La incorregible desigualdad ayuda a explicar el ascenso al poder del populista Jair Bolsonaro, en Brasil y del también populista López Obrador, en México. El descontento con la desigualdad alimentó los disturbios que azotaron a Chile en 2019 y que impulsaron al líder estudiantil Gabriel Boric, a la presidencia dos años más tarde. Esa misma desigualdad entregó en 2022 la presidencia de Colombia a Petro, un exguerrillero de izquierda.
Perú sufre quizá la mayor concentración de riqueza de América Latina, lo que lo hace una de las regiones más desiguales del mundo. Su economía crece, pero como señala Gaspard Estrada, director ejecutivo del Observatorio Político Latinoamericano de Sciences Po en París, “no es el tipo de crecimiento que la gente percibe en su experiencia cotidiana”.
¿Por qué aumenta ahora la frustración? Tal vez por el golpe que asestó la pandemia de covid-19. O quizá por la letanía de escándalos de corrupción que han salpicado a la clase política de la región en los últimos cinco años. Sin duda, está llegando a su punto álgido. Aunque puede haber llevado al poder a algunos de los últimos Gobiernos de izquierdas, ahora representa una amenaza para su permanencia.
Como señaló Estrada, de las 14 elecciones presidenciales celebradas en América Latina desde 2019, 13 han quedado en manos de la oposición. Esta vez, el cambio favoreció a la izquierda. La próxima vez, podría favorecer a la derecha.
Los sistemas políticos han quedado destruidos. En Colombia, donde durante décadas liberales y conservadores se repartieron el poder, ahora hay 13 partidos en el Congreso. En Perú hay 10, incluso después de excluir a 16 —incluidos los que gobernaron el país de 2006 a 2018— por no alcanzar los umbrales mínimos de votos. A la primera vuelta de las elecciones presidenciales de Perú el año pasado, se presentaron 18 candidatos. En Ecuador fueron 16.
Esta eflorescencia partidista complica la gobernabilidad, a medida que establece grandes obstáculos políticos para la reforma política, ya sea desde la izquierda o desde la derecha. “Las mayorías son lo que más escasea hoy en la región”, escribieron los editores de Latinobarómetro, el consorcio regional de encuestas, en un informe de 2021. “Las minorías florecen en América Latina y las mayorías no se encuentran”.
Lo más preocupante es el golpe a la propia democracia, que solo se estableció más o menos firmemente en la región hace unas tres décadas. Según las encuestas de Latinobarómetro, el apoyo a la democracia ha caído al 49% desde que alcanzara un máximo del 63% en 2010.
“El mayor déficit democrático de la región se da entre los jóvenes”, señala el informe de Latinobarómetro, al indicar que el apoyo a la democracia entre los menores de 25 años es 15 puntos porcentuales menor que entre los mayores de 65 años. “Vivir en democracia no está produciendo demócratas en América Latina”, concluyó.

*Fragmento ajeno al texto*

//! build / run / publish の各操作
//!
//! いずれもイメージを組み立ててエクスポートした後、操作ごとの後処理
//! （条件付きプッシュ、サービス起動、認証付きプッシュ）を行う一本道の処理です。

use crate::auth::extract_registry;
use crate::backend::{AssembledImage, ImageBackend, RegistryLogin, ServiceSpec, assemble};
use crate::context::ContextFilter;
use crate::error::{BuildError, BuildResult};
use crate::recipe::ImageRecipe;
use boltship_config::{BuildSettings, PublishSettings, RunSettings};
use colored::Colorize;
use std::path::Path;

/// build 操作の結果
#[derive(Debug, Clone, PartialEq, Eq)]
pub struct BuildOutcome {
    /// エクスポートしたイメージ参照
    pub reference: String,
    /// プッシュした場合はレジストリ上のアドレス
    pub published: Option<String>,
}

async fn assemble_and_export(
    backend: &dyn ImageBackend,
    recipe: &ImageRecipe,
    source_dir: &Path,
    reference: &str,
    no_cache: bool,
) -> BuildResult<AssembledImage> {
    let image = assemble(recipe, source_dir, &ContextFilter::default())?;
    tracing::info!(
        "Assembled {} files from {} ({} backend)",
        image.files().len(),
        source_dir.display(),
        backend.name()
    );

    backend.export(&image, reference, no_cache).await?;
    Ok(image)
}

/// イメージをビルドしてエクスポートし、設定に応じてプッシュ
///
/// プッシュは PUSH_TO_REGISTRY が有効かつレジストリが指定されている場合のみ。
pub async fn build(
    backend: &dyn ImageBackend,
    settings: &BuildSettings,
    recipe: &ImageRecipe,
    no_cache: bool,
) -> BuildResult<BuildOutcome> {
    let reference = settings.image_reference();

    assemble_and_export(backend, recipe, &settings.source_dir, &reference, no_cache).await?;
    println!("Successfully built image: {}", reference.cyan());

    let published = if settings.should_publish() {
        println!("Pushing image to registry: {}", reference.cyan());
        let address = backend.publish(&reference, None).await?;
        println!("Successfully pushed image: {}", address.cyan());
        Some(address)
    } else {
        if settings.push {
            tracing::warn!("PUSH_TO_REGISTRY is set but REGISTRY is empty; skipping push");
        }
        None
    };

    Ok(BuildOutcome {
        reference,
        published,
    })
}

/// イメージをビルドしてローカルでサービスとして起動し、コンテナ ID を返す
pub async fn run(
    backend: &dyn ImageBackend,
    settings: &RunSettings,
    recipe: &ImageRecipe,
) -> BuildResult<String> {
    let reference = &settings.image_reference;
    let image =
        assemble_and_export(backend, recipe, &settings.source_dir, reference, false).await?;

    // 公開ポートはホスト側の同じ番号に割り当てる
    let service = ServiceSpec {
        name: settings.container_name.clone(),
        env: settings.container_env(),
        ports: image.exposed_ports.iter().map(|&port| (port, port)).collect(),
    };

    backend.serve(reference, &service).await
}

/// イメージをビルドし、指定の認証情報で `repository:tag` にプッシュ
///
/// 成功時は表示用のメッセージを返します。失敗はすべて
/// [`BuildError::PublishFailed`] でラップされます。
pub async fn publish(
    backend: &dyn ImageBackend,
    settings: &PublishSettings,
    recipe: &ImageRecipe,
) -> BuildResult<String> {
    let reference = settings.image_reference();
    let login = RegistryLogin {
        registry: extract_registry(&settings.repository),
        username: settings.username.clone(),
        password: settings.password.clone(),
    };
    tracing::debug!("Publishing {} to {}", reference, login.registry);

    let result: BuildResult<String> = async {
        assemble_and_export(backend, recipe, &settings.source_dir, &reference, false).await?;
        backend.publish(&reference, Some(&login)).await
    }
    .await;

    match result {
        Ok(address) => Ok(format!("Successfully built and pushed image: {}", address)),
        Err(e) => Err(BuildError::PublishFailed(Box::new(e))),
    }
}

Es poco probable que la destitución de Castillo en Perú refuerce los argumentos a favor de la gobernanza democrática en América Latina. Pero dejarle en su puesto, suspender el Congreso y gobernar por decreto, tampoco lo habría hecho. El destino de la democracia en América Latina depende de la capacidad de las clases políticas elegidas democráticamente. Hasta ahora, no lo han logrado.